Here are some exercises that can be done anywhere; all you need is a kitchen chair, a wall, and your body. All the exercises that are here will support your body in being more active and pain free. Start with just the weight of your own body, and then add some light dumbbells when that becomes easy.
The Miracle Knee Exercise-(yes, it really is!). Ready? Sit up tall and straight on the edge of your chair. Extend your legs out in front of you, heels on the floor, toes pointing to the ceiling. Straighten your legs really hard so that the muscles in the front of your thighs (your quads) squeeze. Hold that contraction, and at the same time squeeze the cheeks of your butt together. Hold everything for two seconds. You must breathe while you do this. Counting out loud is a good way to train yourself to breathe during a sustained contraction. Repeat twice.
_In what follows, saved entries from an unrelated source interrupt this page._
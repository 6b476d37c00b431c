//! Backend integrations for Taleweaver.
//!
//! - [`OpenAiClient`]: OpenAI-compatible chat completion service implementing
//!   [`TextGenerator`](taleweaver_interface::TextGenerator)
//! - [`StabilityTransport`]: HTTP transport for a Stability-style text-to-image
//!   endpoint implementing [`ImageTransport`](taleweaver_interface::ImageTransport)
//! - [`ImageGateway`]: fixed-parameter, best-effort image rendering on top of
//!   any transport
//!
//! # Example
//!
//! ```no_run
//! use taleweaver_core::{GenerateRequest, PromptMessage};
//! use taleweaver_interface::TextGenerator;
//! use taleweaver_models::{ImageGateway, OpenAiClient, StabilityTransport};
//!
//! # #[tokio::main]
//! # async fn main() -> Result<(), Box<dyn std::error::Error>> {
//! let client = OpenAiClient::from_env()?;
//! let request = GenerateRequest::from_messages(vec![PromptMessage::human("Describe a harbor")]);
//! let text = client.generate(&request).await?;
//!
//! let gateway = ImageGateway::from_env(StabilityTransport::from_env());
//! let image = gateway.render(text.text()).await?;
//! println!("image absent: {}", image.is_absent());
//! # Ok(())
//! # }
//! ```

#![forbid(unsafe_code)]
#![warn(missing_docs)]

mod openai;
mod stability;

pub use openai::{
    ChatCompletionRequest, ChatCompletionRequestBuilder, ChatCompletionResponse, ChatMessage,
    Choice, ChoiceMessage, OPENAI_API_KEY_VAR, OpenAiClient, OpenAiConfig, OpenAiConfigBuilder,
    Usage,
};
pub use stability::{
    API_HOST_VAR, CFG_SCALE, HEIGHT, ImageGateway, SAMPLES, STABILITY_API_KEY_VAR, STEPS,
    StabilityConfig, StabilityConfigBuilder, StabilityTransport, WIDTH, image_request,
};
The Standing Swimmer (this can be done sitting, and then it’s called The Sitting Swimmer, ha)-This exercise is great for your posture because it strengthens your upper back and stretches your chest. Stand with your back against the wall, and your feet in front of you about six inches from the wall. Bend your knees slightly, and squeeze your butt. Hold your abdominal muscles tight by doing a pelvic tilt to get the small of your back as close to the wall as possible. Next get the back/lower part of your head as close to the wall as possible with your chin in neutral (not tilted up or down). This is the starting position, and can by itself sometimes feel like a lot of work. If it already feels like a lot of work, rest for a moment, then do it again. You can add this next part in when the starting position gets comfortable, or do the sitting swimmer instead. When you are comfortable in the starting position, raise your straight, right arm towards the ceiling, the back of your hand may or may not touch the wall. Your left arm is hanging at your side, palm towards the wall. Okay switch arms. Repeat two times with each arm.
The Standing Double Arm Swimmer- Same as above, but two arms come up and go down together. Can be done sitting or standing.
Bonus: for those who don’t like to sweat, you can do these slow and easy and not break a sweat, woo hoo!